Deliver – In a short duration of say two to three months, the identified project must be executed and the savings required for reinvestment secured. If the consultant is going to take longer than three months, its better the project is reconsidered or not attempted unless there is a strong rationale behind it.

Re-invest – The estimated savings over a one-year period from the “Deliver” phase would fund the potential projects identified in the “due-diligence” phase. Projects will have to be hand-picked such that the funds are sufficient to implement at least 70-75% of the project. This is to show tangible benefits to the business for obtaining remaining funds.

Charge – Midway through the Re-invest phase, the consultant can show tangible benefits to the client and either charge for effort spent until then or ask for a percentage of the savings as fee. This is more like a Risk & Reward model. End of the day, it all depends on the progress made and tangible benefits the client can see.

Making it work:

The first step for the consultant is to convince his company that there is a lot of potential with the client. Secondly, he has to secure client buy-in before the engagement starts, which is not only tough, but also risky. To make this model work, the consultant must:

  • Have sufficient knowledge of the client, his environment and culture (preferably worked with the client)
  • Good rapport with key stakeholders (business, IT and top management)
  • Long term commitment from the client and support when it comes to working with other vendors
  • Clear definition of scope of activities, quantum of work and the projects to be carried out
  • Follow caution in terms of explaining the model, billing and charge backs when tangible benefits are realized

The Risks:

If the “due-diligence” and “deliver” phase combined takes a long time to show tangible results, the planned projects might not even kick-off. If the due-diligence was based on sub-standard analysis or incorrect assumptions, the savings obtained in “deliver” phase will not be substantial to meet the funds required for the re-invest phase. If the consultant cannot show visible progress or results at regular intervals, the project is destined for failure. Above all, the consultant must have a clear view on when to pull the plug should anything go wrong to ensure damage control.

Presence of other incumbent vendors can also pose a risk if there is no client buy-in at the executive level to enable smooth implementation.

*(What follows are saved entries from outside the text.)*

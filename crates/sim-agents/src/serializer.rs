//! Agent State Serializers
//!
//! Two interchangeable encodings of an [`AgentRecord`]: compact `bincode`
//! and a readable JSON form with hand-written handling of numeric scalars,
//! sets, and reserved keys.

use std::collections::BTreeMap;

use serde_json::{Map as JsonMap, Number, Value as Json};

use crate::error::SerializationError;
use crate::id::AgentId;
use crate::store::AgentRecord;
use crate::value::{Params, Value};

const SET_KEY: &str = "$set";
const MAP_KEY: &str = "$map";

/// Encoding of persisted agents.
pub trait Serializer {
    fn name(&self) -> &'static str;

    fn encode(&self, record: &AgentRecord) -> Result<Vec<u8>, SerializationError>;

    fn decode(&self, bytes: &[u8]) -> Result<AgentRecord, SerializationError>;
}

/// Looks up a serializer by its configuration name.
pub fn serializer_by_name(name: &str) -> Option<Box<dyn Serializer>> {
    match name {
        "bincode" => Some(Box::new(BincodeSerializer)),
        "json" => Some(Box::new(JsonSerializer)),
        _ => None,
    }
}

/// Binary encoding through serde.
#[derive(Debug, Clone, Copy, Default)]
pub struct BincodeSerializer;

impl Serializer for BincodeSerializer {
    fn name(&self) -> &'static str {
        "bincode"
    }

    fn encode(&self, record: &AgentRecord) -> Result<Vec<u8>, SerializationError> {
        bincode::serialize(record).map_err(|e| SerializationError::Encode {
            what: format!("agent {}", record.id),
            reason: e.to_string(),
        })
    }

    fn decode(&self, bytes: &[u8]) -> Result<AgentRecord, SerializationError> {
        bincode::deserialize(bytes).map_err(|e| SerializationError::Decode(e.to_string()))
    }
}

/// JSON encoding.
///
/// Integers stay JSON integers and floats are always written with a
/// fractional part, so the two never collapse into each other. Non-finite
/// floats cannot be represented and fail to encode.
#[derive(Debug, Clone, Copy, Default)]
pub struct JsonSerializer;

impl Serializer for JsonSerializer {
    fn name(&self) -> &'static str {
        "json"
    }

    fn encode(&self, record: &AgentRecord) -> Result<Vec<u8>, SerializationError> {
        let mut fields = JsonMap::new();
        for (key, value) in record.fields.iter() {
            fields.insert(key.to_string(), to_json(value, key)?);
        }
        let mut root = JsonMap::new();
        root.insert("id".into(), id_to_json(&record.id));
        root.insert("kind".into(), Json::String(record.kind.clone()));
        root.insert("fields".into(), Json::Object(fields));
        serde_json::to_vec(&Json::Object(root)).map_err(|e| SerializationError::Encode {
            what: format!("agent {}", record.id),
            reason: e.to_string(),
        })
    }

    fn decode(&self, bytes: &[u8]) -> Result<AgentRecord, SerializationError> {
        let root: Json =
            serde_json::from_slice(bytes).map_err(|e| SerializationError::Decode(e.to_string()))?;
        let id = match root.get("id") {
            Some(Json::Number(n)) => n
                .as_u64()
                .and_then(|n| usize::try_from(n).ok())
                .map(AgentId::Node),
            Some(Json::String(name)) => Some(AgentId::Service(name.clone())),
            _ => None,
        }
        .ok_or_else(|| SerializationError::Decode("missing or malformed id".into()))?;
        let kind = root
            .get("kind")
            .and_then(Json::as_str)
            .ok_or_else(|| SerializationError::Decode("missing kind".into()))?
            .to_string();
        let fields = match root.get("fields") {
            Some(Json::Object(map)) => map
                .iter()
                .map(|(key, value)| Ok((key.clone(), from_json(value)?)))
                .collect::<Result<Params, SerializationError>>()?,
            _ => return Err(SerializationError::Decode("missing fields".into())),
        };
        Ok(AgentRecord { id, kind, fields })
    }
}

fn id_to_json(id: &AgentId) -> Json {
    match id {
        AgentId::Node(n) => Json::Number(Number::from(*n as u64)),
        AgentId::Service(name) => Json::String(name.clone()),
    }
}

fn to_json(value: &Value, path: &str) -> Result<Json, SerializationError> {
    Ok(match value {
        Value::Null => Json::Null,
        Value::Bool(b) => Json::Bool(*b),
        Value::Int(i) => Json::Number(Number::from(*i)),
        Value::Float(x) => Json::Number(Number::from_f64(*x).ok_or_else(|| {
            SerializationError::Encode {
                what: format!("field '{path}'"),
                reason: format!("non-finite float {x}"),
            }
        })?),
        Value::Str(s) => Json::String(s.clone()),
        Value::List(items) => Json::Array(
            items
                .iter()
                .map(|item| to_json(item, path))
                .collect::<Result<_, _>>()?,
        ),
        Value::Set(items) => {
            let members = items
                .iter()
                .map(|item| to_json(item, path))
                .collect::<Result<_, _>>()?;
            let mut wrapper = JsonMap::new();
            wrapper.insert(SET_KEY.into(), Json::Array(members));
            Json::Object(wrapper)
        }
        Value::Map(map) => {
            let mut object = JsonMap::new();
            for (key, item) in map {
                object.insert(key.clone(), to_json(item, path)?);
            }
            if map.keys().any(|key| key.starts_with('$')) {
                let mut wrapper = JsonMap::new();
                wrapper.insert(MAP_KEY.into(), Json::Object(object));
                Json::Object(wrapper)
            } else {
                Json::Object(object)
            }
        }
    })
}

fn from_json(json: &Json) -> Result<Value, SerializationError> {
    Ok(match json {
        Json::Null => Value::Null,
        Json::Bool(b) => Value::Bool(*b),
        Json::Number(n) => {
            if let Some(i) = n.as_i64() {
                Value::Int(i)
            } else if n.is_u64() {
                return Err(SerializationError::Decode(format!(
                    "integer {n} out of range"
                )));
            } else {
                Value::Float(n.as_f64().unwrap_or(f64::NAN))
            }
        }
        Json::String(s) => Value::Str(s.clone()),
        Json::Array(items) => Value::List(items.iter().map(from_json).collect::<Result<_, _>>()?),
        Json::Object(object) => {
            if object.len() == 1 {
                match object.iter().next() {
                    Some((key, Json::Array(items))) if key == SET_KEY => {
                        return Ok(Value::Set(
                            items.iter().map(from_json).collect::<Result<_, _>>()?,
                        ));
                    }
                    Some((key, Json::Object(inner))) if key == MAP_KEY => {
                        return map_from_json(inner);
                    }
                    _ => {}
                }
            }
            map_from_json(object)?
        }
    })
}

fn map_from_json(object: &JsonMap<String, Json>) -> Result<Value, SerializationError> {
    let map = object
        .iter()
        .map(|(key, value)| Ok((key.clone(), from_json(value)?)))
        .collect::<Result<BTreeMap<_, _>, SerializationError>>()?;
    Ok(Value::Map(map))
}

Possible due-diligence projects:

Here is a sample list of projects the consultant could consider for the least-effort-maximum-impact projects.

  • Technology stack rationalization – If the client has a host of tools in their environment, this is a good place to start. The savings obtained from licenses per year can be used for reinvestment
  • Lean BI projects – On occasions where the client has a lot of processes in place, which are age old, attempting to study a few key processes and trimming them could help achieve the required savings
  • Centralization – If the client operates on a fragmented model, analyzing the impact of centralizing a few key processes could bring in efficiency and savings. Example, centralized report creation team

Benefits:

  • Guaranteed Savings for the client
  • The consultant can build the clients confidence/trust and a possible long-term relationship
  • For the client, he gets to execute projects which he has been wanting to without having to go to the top management for funds
  • Prevent the client from floating a RFP. Caveat: Assuming the client does not have the funding to float a RFP

Conclusion

There are several pricing models available in the market. What differentiates this model from the others is the fact that this is a combination of Risk-Reward model and Result-Oriented pricing model. Given today’s market condition, this model is a win-win for both the consultant and the client if risks are understood and cautiously handled.